Als eerste ga je de theorie (6 criteria en 4 kleuren van vlaggen) overlopen, die is bijgevoegd in het spel. Je kan het gewoon mondeling toelichten of met ondersteuning van afbeeldingen of een PowerPoint.
Vervolgens kan je de leden bevragen aan de hand van enkele situaties:
“Ik heb enkele concrete situaties verzonnen waarbij het de bedoeling is dat jullie die beoordelen met de juiste kleur vlag. Groen steek je omhoog bij aanvaardbare seksuele situatie, geel bij een licht grensoverschrijdende seksuele situatie, rood bij een ernstig grensoverschrijdende seksuele situatie en zwart bij een zwaar grensoverschrijdende seksuele situatie.“
Situaties:
- De leiding bouwt een feestje in het leidingskot, een vrouwelijke leiding heeft veel gedronken. Ze gaat praten met een mannelijke leiding en hangt wat aan hem. Ze weet niet goed meer wat ze doet. Ze praten nog wat, plots zie je de mannelijke leiding de vrouwelijke leiding vastnemen en kussen. De volgende dag blijkt dat de vrouwelijke leiding dit niet meer weet.

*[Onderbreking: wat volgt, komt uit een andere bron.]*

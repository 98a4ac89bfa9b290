//! # Artifact Set
//!
//! The artifacts a pipeline run owns: the manifest tree, resource trees and
//! source documents. They are loaded from the project once before any stage
//! runs and written back once afterwards.

use crate::error::{AppError, AppResult};
use crate::source::{SourceDocument, SourceLanguage};
use crate::xml::XmlTree;
use indexmap::IndexMap;
use serde::{Deserialize, Serialize};
use std::fs;
use std::path::{Path, PathBuf};
use tracing::{debug, info};

/// Where the artifacts live. Paths are relative to `root`.
#[derive(Debug, Clone, Default, PartialEq, Eq, Serialize, Deserialize)]
#[serde(deny_unknown_fields)]
pub struct ProjectLayout {
    /// Project root directory.
    #[serde(default = "default_root")]
    pub root: PathBuf,
    /// Manifest tree in attribute-map JSON form.
    #[serde(default)]
    pub manifest: Option<PathBuf>,
    /// Resource trees keyed by a logical name, e.g. `colors`.
    #[serde(default)]
    pub resources: IndexMap<String, PathBuf>,
    /// Source files keyed by a logical name, e.g. `main-activity`.
    #[serde(default)]
    pub sources: IndexMap<String, PathBuf>,
}

fn default_root() -> PathBuf {
    PathBuf::from(".")
}

impl ProjectLayout {
    /// Absolute (root-joined) path of a layout entry.
    pub fn resolve(&self, relative: &Path) -> PathBuf {
        self.root.join(relative)
    }
}

/// In-memory artifacts of one run.
#[derive(Debug, Clone, Default, PartialEq)]
pub struct ArtifactSet {
    /// The manifest, when the layout names one.
    pub manifest: Option<XmlTree>,
    /// Resource trees by logical name.
    pub resources: IndexMap<String, XmlTree>,
    /// Source documents by logical name.
    pub sources: IndexMap<String, SourceDocument>,
}

impl ArtifactSet {
    /// Loads every artifact named by `layout`.
    ///
    /// Any unreadable or malformed artifact aborts the load.
    pub fn load(layout: &ProjectLayout) -> AppResult<Self> {
        let mut set = ArtifactSet::default();

        if let Some(relative) = &layout.manifest {
            let path = layout.resolve(relative);
            set.manifest = Some(XmlTree::parse(&read(&path)?, &path.to_string_lossy())?);
        }

        for (name, relative) in &layout.resources {
            let path = layout.resolve(relative);
            let tree = XmlTree::parse(&read(&path)?, &path.to_string_lossy())?;
            set.resources.insert(name.clone(), tree);
        }

        for (name, relative) in &layout.sources {
            let path = layout.resolve(relative);
            let doc = SourceDocument::new(read(&path)?, SourceLanguage::from_path(&path));
            set.sources.insert(name.clone(), doc);
        }

        info!(
            "loaded {} manifest, {} resource file(s), {} source file(s)",
            if set.manifest.is_some() { "1" } else { "no" },
            set.resources.len(),
            set.sources.len()
        );
        Ok(set)
    }

    /// Writes the artifacts back, skipping files whose contents are unchanged.
    ///
    /// Returns the paths that were written.
    pub fn save(&self, layout: &ProjectLayout) -> AppResult<Vec<PathBuf>> {
        let mut written = Vec::new();

        if let (Some(tree), Some(relative)) = (&self.manifest, &layout.manifest) {
            let path = layout.resolve(relative);
            if write_if_changed(&path, &tree.to_string_pretty()?)? {
                written.push(path);
            }
        }

        for (name, tree) in &self.resources {
            let Some(relative) = layout.resources.get(name) else {
                continue;
            };
            let path = layout.resolve(relative);
            if write_if_changed(&path, &tree.to_string_pretty()?)? {
                written.push(path);
            }
        }

        for (name, doc) in &self.sources {
            let Some(relative) = layout.sources.get(name) else {
                continue;
            };
            let path = layout.resolve(relative);
            if write_if_changed(&path, doc.text())? {
                written.push(path);
            }
        }

        Ok(written)
    }

    /// The manifest, or an error naming the stage that needed it.
    pub fn manifest_mut(&mut self, stage: &str) -> AppResult<&mut XmlTree> {
        self.manifest.as_mut().ok_or_else(|| {
            AppError::General(format!("Stage '{}' needs a manifest, none configured", stage))
        })
    }

    /// A resource tree by logical name.
    pub fn resource_mut(&mut self, name: &str, stage: &str) -> AppResult<&mut XmlTree> {
        self.resources.get_mut(name).ok_or_else(|| {
            AppError::General(format!(
                "Stage '{}' needs resource file '{}', none configured",
                stage, name
            ))
        })
    }

    /// A source document by logical name.
    pub fn source_mut(&mut self, name: &str, stage: &str) -> AppResult<&mut SourceDocument> {
        self.sources.get_mut(name).ok_or_else(|| {
            AppError::General(format!(
                "Stage '{}' needs source file '{}', none configured",
                stage, name
            ))
        })
    }
}

fn read(path: &Path) -> AppResult<String> {
    fs::read_to_string(path)
        .map_err(|e| AppError::General(format!("Failed to read {:?}: {}", path, e)))
}

fn write_if_changed(path: &Path, contents: &str) -> AppResult<bool> {
    let existing = fs::read_to_string(path).ok();
    if existing.as_deref() == Some(contents) {
        return Ok(false);
    }
    fs::write(path, contents)
        .map_err(|e| AppError::General(format!("Failed to write {:?}: {}", path, e)))?;
    debug!("wrote {:?}", path);
    Ok(true)
}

- Je hebt nachtwacht, je hoort wat geluid komen uit een kamer van de leden (leeftijd 5de – 6de leerjaar). Ze lijken het naar hun zin te hebben, want je hoort veel gelach. Wanneer je de deur opendoet staan de jongens naakt naar elkaar te kijken. Ze wijzen naar elkaar en hebben veel lol.
- Twee vrouwelijke leidsters kijken vanop een afstandje naar een mannelijke leiding die waterspelletjes speelt met de kinderen. Ze maken opmerkingen over zijn spieren en hoe ze wel iets zouden willen doen met hem. De leider hoort dit en doet zijn t-shirt aan.
- Je bent in het zwembad met je leden (leeftijd 1ste - 2de middelbaar). Je staat aan te schuiven voor de wildwaterbaan. Je ziet een mannelijke leider kijken naar de borsten en de poep van je leden.
- Je bent een vrouwelijke leiding en enkele leden (3de – 4de leerjaar) komen met je praten. Tijdens dat ze met je praten, beginnen ze je speels te duwen. Ze zetten plots hun handen op je borsten en duwen je zo verder naar achter.
Bevraag per situatie waarom ze die kleur van kaartje hebben opgestoken. Laat ruimte voor discussie.
Daarna ga je verder met het spel. Je verdeelt de leden in groepjes (hoeveel groepjes en leden per groepjes kan je kiezen) en geeft hen elke cases uit het spel. Je geeft hen de opdracht om de situatie te bespreken aan de hand van de criteria en daarna een vlag toe te kennen. Het is ook de bedoeling dat ze de reactie op de situatie ook beoordelen. Daarna kunnen ze de kaart omdraaien en de oplossing vanuit het spel bekijken.
Bevraag hierna nog wat ze vonden van de oefening en wat ze leerden, sluit daarna de activiteit af.
Materiaal
- Spel: (N)iets mis mee ?!
- Gekleurde kaartjes per deelnemer: zwart, rood, geel en groen.